- [Saved entries]

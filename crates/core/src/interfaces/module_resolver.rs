//! Module resolution interface
//!
//! Provides abstraction for finding and loading plugin modules.

use super::{Environment, LoadedModule};
use crate::error::Result;

/// Trait for plugin module resolution
pub trait ModuleResolver: Send + Sync {
    /// Load every installed module whose name starts with `prefix`
    /// (e.g. `pawn-`). Finding none is not an error.
    fn discover(&self, prefix: &str, env: &dyn Environment) -> Result<Vec<LoadedModule>>;

    /// Load one module from a name or a path
    fn load(&self, spec: &str, env: &dyn Environment) -> Result<LoadedModule>;

    /// Whether this resolver can load `spec` at all
    fn provides(&self, spec: &str, env: &dyn Environment) -> bool;
}
//! pawn - layered option resolution for command-line tools
//!
//! Re-exports the engine from `pawn-core`.
pub use pawn_core::*;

- [How to complete this task] Which lines of the records above contain the word "spec"? Show each of them.

- [Task solution]
    fn load(&self, spec: &str, env: &dyn Environment) -> Result<LoadedModule>;
    /// Whether this resolver can load `spec` at all
    fn provides(&self, spec: &str, env: &dyn Environment) -> bool;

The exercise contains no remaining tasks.